* [ABOUT THIS TASK]: Below are some records; copy each line in them that contains "ShaderSources".

* [PROVIDED RECORDS]:
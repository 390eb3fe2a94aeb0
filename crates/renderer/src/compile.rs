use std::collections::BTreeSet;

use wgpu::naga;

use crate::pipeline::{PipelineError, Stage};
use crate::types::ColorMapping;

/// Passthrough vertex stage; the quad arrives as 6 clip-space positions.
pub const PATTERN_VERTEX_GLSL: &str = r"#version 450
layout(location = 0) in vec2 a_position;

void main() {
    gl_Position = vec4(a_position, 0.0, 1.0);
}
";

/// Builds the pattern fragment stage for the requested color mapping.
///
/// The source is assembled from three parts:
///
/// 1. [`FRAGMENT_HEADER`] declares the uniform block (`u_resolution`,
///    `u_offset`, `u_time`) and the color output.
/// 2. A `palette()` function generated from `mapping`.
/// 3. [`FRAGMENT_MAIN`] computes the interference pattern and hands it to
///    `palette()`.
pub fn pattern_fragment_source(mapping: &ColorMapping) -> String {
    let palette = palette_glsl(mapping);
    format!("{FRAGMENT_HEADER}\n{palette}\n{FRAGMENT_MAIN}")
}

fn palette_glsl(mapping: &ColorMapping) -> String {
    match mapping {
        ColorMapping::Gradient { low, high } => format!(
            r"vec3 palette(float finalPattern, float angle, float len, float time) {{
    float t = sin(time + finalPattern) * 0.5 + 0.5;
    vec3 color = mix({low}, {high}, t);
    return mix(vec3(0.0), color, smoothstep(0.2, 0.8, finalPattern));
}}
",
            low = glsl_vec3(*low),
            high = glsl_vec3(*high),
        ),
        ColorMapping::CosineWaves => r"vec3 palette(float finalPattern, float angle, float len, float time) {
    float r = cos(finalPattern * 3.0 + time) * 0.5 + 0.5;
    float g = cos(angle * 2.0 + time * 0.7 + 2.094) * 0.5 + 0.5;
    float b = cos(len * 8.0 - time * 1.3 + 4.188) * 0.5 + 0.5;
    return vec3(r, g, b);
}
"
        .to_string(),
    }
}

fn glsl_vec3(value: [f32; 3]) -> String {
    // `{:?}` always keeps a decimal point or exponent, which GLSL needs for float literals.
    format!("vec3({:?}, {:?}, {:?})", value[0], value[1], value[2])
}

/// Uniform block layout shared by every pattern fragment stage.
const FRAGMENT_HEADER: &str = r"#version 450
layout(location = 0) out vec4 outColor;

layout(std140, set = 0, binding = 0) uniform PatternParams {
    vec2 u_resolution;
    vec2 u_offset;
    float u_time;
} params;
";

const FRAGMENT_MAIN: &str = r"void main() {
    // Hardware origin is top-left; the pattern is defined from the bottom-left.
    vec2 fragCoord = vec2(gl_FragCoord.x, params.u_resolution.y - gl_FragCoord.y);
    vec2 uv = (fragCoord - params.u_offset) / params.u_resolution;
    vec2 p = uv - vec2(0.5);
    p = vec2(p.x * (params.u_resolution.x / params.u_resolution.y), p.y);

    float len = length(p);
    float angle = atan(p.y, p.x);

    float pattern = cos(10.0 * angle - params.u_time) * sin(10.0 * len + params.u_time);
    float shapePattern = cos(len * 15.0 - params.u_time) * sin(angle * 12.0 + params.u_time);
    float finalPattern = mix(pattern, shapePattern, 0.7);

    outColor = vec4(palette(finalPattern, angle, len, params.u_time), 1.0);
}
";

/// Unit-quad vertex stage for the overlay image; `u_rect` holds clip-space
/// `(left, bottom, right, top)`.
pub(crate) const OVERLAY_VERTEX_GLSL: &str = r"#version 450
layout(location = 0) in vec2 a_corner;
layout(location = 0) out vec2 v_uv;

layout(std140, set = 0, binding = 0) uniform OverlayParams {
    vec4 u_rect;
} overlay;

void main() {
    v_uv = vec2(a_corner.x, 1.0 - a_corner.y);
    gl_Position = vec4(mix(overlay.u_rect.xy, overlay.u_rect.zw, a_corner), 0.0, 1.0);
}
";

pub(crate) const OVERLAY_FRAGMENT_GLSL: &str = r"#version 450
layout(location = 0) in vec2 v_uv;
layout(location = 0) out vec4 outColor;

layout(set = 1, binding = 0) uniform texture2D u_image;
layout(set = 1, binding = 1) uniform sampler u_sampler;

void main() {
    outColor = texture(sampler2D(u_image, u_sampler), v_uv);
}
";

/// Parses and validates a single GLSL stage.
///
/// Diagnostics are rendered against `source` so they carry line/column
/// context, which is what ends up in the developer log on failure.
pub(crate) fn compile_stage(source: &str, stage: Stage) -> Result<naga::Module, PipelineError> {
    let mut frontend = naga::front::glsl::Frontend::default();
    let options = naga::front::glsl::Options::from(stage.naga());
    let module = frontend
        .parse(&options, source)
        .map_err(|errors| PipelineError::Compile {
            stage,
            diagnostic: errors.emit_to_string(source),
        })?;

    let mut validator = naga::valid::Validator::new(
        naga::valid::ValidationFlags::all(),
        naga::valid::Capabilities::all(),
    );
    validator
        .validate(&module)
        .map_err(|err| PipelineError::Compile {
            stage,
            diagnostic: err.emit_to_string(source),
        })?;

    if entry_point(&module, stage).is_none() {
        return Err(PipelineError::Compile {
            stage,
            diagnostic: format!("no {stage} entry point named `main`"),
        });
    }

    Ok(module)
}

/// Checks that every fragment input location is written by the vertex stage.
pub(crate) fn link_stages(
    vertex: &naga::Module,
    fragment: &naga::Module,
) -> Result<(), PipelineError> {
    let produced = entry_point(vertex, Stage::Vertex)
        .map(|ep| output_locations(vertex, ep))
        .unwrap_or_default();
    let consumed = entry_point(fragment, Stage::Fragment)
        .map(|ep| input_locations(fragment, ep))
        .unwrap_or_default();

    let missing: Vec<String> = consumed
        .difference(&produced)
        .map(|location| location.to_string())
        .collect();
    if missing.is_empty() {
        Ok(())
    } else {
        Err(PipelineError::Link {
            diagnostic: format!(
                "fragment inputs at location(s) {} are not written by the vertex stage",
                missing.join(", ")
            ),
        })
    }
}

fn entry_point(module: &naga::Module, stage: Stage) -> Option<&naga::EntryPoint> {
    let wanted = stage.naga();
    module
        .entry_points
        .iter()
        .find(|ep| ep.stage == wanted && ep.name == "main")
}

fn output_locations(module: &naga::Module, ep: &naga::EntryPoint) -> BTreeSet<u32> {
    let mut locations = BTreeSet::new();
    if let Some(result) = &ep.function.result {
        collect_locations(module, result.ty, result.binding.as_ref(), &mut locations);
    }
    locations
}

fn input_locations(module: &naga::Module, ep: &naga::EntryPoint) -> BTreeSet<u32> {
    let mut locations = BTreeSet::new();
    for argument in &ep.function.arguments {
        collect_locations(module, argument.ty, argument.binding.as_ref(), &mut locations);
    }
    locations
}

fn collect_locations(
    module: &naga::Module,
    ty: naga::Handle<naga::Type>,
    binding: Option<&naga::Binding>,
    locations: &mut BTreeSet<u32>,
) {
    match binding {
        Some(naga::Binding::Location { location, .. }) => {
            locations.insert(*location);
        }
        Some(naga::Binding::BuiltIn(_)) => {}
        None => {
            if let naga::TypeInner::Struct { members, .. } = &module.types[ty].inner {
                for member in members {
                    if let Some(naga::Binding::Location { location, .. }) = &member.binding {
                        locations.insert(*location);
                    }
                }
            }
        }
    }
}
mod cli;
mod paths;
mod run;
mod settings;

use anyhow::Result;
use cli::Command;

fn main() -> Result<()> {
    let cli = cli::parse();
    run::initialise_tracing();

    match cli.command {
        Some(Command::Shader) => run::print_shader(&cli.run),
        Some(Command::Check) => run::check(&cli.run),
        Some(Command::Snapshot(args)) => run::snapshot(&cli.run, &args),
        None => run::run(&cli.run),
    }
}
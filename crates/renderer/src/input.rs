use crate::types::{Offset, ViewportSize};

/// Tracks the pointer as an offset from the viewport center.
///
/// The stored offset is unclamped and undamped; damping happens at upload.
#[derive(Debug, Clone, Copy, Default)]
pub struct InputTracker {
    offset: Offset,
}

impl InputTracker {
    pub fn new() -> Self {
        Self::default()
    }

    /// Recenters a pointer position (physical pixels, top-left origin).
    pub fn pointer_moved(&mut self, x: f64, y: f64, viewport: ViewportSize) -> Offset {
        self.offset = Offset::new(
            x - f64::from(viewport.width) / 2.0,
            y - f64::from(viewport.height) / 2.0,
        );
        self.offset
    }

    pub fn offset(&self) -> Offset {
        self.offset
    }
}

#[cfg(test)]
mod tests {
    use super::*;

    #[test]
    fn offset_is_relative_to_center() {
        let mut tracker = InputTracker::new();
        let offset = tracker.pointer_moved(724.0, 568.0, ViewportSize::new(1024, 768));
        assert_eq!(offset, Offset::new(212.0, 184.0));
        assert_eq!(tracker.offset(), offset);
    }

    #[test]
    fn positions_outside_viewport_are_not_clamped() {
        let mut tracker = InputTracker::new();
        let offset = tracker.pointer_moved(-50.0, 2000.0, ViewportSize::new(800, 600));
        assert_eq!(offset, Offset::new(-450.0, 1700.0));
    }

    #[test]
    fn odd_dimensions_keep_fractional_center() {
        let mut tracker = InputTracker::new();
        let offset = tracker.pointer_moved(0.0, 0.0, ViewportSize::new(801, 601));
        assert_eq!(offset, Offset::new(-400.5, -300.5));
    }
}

* * *

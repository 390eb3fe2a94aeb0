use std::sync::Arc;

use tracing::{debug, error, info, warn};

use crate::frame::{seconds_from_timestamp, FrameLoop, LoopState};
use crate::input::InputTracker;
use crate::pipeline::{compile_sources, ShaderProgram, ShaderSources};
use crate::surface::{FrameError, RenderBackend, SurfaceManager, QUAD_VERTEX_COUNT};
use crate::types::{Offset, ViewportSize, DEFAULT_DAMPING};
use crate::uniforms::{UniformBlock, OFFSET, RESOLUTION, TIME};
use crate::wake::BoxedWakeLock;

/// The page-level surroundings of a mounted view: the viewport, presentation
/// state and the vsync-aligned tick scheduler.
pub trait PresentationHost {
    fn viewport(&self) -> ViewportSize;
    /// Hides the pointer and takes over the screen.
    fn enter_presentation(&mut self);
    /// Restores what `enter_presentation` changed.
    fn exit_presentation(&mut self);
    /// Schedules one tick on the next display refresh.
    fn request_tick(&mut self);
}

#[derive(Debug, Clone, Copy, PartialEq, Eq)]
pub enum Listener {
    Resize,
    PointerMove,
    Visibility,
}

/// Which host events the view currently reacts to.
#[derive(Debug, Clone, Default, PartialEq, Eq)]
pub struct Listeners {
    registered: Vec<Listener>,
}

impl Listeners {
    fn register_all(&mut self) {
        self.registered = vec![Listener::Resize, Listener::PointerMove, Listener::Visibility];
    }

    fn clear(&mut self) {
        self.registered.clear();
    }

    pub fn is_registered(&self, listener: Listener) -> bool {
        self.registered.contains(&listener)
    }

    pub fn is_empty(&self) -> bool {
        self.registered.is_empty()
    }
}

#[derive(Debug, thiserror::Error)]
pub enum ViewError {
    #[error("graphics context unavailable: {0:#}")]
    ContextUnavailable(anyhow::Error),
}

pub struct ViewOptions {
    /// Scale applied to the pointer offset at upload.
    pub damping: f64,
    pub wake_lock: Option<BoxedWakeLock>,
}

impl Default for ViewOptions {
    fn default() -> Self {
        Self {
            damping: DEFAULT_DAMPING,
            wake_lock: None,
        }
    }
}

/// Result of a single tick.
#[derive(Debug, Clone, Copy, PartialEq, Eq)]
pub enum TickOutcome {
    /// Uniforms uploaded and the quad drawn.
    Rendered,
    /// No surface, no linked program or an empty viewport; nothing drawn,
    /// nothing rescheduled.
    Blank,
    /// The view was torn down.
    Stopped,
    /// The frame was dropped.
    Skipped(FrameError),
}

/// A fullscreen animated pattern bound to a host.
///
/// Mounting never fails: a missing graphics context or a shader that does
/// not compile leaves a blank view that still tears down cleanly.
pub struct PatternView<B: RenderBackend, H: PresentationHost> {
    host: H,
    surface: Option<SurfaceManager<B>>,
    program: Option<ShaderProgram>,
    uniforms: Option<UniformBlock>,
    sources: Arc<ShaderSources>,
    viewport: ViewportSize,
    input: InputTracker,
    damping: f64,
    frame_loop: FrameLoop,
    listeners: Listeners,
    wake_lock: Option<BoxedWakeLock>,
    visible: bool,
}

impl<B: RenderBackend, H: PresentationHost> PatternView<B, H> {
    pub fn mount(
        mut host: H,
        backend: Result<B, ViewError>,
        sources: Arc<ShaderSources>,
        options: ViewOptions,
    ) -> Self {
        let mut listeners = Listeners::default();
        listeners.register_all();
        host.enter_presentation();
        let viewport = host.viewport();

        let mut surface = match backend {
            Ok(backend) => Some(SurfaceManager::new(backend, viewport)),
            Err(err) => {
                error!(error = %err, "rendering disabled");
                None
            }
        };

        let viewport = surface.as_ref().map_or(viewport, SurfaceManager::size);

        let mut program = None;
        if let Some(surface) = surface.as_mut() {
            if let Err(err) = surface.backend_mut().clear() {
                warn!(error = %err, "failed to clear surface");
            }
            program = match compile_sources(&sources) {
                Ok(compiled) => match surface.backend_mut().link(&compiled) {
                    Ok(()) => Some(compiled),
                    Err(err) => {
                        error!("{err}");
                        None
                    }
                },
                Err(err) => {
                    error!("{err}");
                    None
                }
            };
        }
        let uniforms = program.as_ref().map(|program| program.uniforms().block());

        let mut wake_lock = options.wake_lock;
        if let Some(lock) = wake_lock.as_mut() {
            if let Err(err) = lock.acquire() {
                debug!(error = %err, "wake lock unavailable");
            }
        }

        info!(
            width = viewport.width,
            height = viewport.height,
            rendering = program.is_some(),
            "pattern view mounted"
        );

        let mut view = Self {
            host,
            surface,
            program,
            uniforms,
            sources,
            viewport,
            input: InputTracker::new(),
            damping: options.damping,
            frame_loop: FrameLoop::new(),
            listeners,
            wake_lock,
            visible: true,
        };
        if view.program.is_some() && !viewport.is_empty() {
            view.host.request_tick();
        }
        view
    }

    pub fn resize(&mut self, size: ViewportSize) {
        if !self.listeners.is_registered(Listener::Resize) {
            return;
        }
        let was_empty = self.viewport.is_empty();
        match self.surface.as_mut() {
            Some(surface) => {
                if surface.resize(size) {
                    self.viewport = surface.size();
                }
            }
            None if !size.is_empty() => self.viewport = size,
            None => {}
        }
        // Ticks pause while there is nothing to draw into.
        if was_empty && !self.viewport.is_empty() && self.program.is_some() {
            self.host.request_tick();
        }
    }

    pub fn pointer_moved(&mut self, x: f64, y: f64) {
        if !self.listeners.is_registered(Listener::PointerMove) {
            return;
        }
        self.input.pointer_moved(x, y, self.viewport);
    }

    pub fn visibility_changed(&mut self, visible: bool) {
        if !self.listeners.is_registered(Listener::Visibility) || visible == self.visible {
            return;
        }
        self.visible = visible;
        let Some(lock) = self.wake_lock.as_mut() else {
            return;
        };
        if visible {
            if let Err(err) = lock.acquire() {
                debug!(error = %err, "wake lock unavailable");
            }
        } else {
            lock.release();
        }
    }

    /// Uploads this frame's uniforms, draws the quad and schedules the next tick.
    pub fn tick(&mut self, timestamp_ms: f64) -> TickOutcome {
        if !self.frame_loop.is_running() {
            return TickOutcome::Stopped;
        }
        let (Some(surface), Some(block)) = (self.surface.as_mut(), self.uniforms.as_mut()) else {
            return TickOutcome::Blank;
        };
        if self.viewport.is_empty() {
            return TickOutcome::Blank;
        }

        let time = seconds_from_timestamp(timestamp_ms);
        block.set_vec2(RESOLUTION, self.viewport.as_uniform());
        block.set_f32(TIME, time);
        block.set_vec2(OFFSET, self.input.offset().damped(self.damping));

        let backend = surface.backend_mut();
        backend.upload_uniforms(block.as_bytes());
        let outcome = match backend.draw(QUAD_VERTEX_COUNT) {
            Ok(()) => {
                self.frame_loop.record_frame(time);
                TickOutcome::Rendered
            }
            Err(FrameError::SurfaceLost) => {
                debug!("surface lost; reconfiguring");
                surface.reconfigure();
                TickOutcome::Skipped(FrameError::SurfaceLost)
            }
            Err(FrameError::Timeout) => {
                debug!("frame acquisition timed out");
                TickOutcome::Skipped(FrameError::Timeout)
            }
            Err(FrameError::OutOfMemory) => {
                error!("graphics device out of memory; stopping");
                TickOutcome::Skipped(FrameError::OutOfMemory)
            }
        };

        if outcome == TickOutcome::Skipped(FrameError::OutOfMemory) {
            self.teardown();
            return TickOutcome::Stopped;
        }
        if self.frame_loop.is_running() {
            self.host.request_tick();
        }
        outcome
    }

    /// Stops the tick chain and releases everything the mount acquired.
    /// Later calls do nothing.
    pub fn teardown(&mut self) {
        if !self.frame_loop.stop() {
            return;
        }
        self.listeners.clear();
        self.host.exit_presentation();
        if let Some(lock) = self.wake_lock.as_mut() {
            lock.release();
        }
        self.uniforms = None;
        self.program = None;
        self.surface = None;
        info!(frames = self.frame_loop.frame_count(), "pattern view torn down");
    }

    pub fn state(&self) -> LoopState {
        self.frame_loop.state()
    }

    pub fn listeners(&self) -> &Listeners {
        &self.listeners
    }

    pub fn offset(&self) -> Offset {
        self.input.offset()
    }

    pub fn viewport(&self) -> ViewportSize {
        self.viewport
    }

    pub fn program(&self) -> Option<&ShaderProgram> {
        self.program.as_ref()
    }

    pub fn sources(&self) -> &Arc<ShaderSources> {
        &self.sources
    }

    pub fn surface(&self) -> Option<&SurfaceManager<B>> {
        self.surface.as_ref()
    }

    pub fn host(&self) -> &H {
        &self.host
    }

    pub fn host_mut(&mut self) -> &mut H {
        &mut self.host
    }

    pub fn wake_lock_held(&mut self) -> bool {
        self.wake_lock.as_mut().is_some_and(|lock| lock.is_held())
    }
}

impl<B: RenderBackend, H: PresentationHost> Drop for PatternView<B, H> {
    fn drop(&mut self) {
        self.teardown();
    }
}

==

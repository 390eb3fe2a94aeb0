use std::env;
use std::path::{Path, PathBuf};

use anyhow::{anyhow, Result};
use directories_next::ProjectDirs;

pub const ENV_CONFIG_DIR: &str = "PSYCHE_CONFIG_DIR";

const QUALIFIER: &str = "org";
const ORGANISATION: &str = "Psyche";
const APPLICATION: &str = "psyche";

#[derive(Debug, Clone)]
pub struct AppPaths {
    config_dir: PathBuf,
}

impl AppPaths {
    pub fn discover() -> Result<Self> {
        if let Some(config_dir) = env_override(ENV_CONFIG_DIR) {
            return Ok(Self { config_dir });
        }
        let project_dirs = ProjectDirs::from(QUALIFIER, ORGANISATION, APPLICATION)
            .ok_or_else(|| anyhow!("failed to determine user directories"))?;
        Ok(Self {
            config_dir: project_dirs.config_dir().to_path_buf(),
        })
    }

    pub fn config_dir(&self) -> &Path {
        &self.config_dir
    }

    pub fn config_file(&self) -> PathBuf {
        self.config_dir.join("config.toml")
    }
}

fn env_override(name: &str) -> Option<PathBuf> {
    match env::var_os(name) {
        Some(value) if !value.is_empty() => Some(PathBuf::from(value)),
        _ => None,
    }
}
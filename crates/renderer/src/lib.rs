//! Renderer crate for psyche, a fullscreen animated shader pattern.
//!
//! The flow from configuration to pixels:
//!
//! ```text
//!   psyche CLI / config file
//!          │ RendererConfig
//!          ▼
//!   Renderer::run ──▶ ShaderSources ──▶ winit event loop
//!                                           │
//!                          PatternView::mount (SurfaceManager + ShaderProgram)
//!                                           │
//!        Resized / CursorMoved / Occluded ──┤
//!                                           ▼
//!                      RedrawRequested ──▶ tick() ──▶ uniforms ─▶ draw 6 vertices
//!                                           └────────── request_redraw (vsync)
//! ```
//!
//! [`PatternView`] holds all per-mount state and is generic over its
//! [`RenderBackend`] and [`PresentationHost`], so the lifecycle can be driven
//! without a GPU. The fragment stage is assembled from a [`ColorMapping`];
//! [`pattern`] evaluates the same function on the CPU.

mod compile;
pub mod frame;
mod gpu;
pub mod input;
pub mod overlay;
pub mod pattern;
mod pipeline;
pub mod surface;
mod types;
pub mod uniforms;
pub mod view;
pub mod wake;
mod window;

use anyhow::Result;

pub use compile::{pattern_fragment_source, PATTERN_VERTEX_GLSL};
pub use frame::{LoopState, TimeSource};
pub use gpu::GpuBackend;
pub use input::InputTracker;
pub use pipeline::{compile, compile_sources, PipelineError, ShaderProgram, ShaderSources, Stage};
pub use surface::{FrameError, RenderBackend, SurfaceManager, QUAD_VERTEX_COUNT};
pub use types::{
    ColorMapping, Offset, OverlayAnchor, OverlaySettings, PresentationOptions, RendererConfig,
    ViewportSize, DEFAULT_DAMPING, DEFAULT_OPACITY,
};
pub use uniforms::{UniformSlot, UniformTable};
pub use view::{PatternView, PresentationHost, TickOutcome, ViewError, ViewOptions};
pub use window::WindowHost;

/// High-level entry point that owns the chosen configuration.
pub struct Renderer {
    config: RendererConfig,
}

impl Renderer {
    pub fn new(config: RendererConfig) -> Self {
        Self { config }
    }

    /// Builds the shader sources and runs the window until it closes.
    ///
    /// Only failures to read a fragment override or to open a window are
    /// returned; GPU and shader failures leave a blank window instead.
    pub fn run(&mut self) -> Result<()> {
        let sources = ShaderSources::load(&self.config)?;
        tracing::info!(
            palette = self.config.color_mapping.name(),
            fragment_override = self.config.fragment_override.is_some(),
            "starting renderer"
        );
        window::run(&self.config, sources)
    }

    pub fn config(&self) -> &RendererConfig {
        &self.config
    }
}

* [WRITTEN SOLUTION]:
use crate::pipeline::{compile_sources, ShaderProgram, ShaderSources};
    sources: Arc<ShaderSources>,
        sources: Arc<ShaderSources>,
    pub fn sources(&self) -> &Arc<ShaderSources> {
//!   Renderer::run ──▶ ShaderSources ──▶ winit event loop
pub use pipeline::{compile, compile_sources, PipelineError, ShaderProgram, ShaderSources, Stage};
        let sources = ShaderSources::load(&self.config)?;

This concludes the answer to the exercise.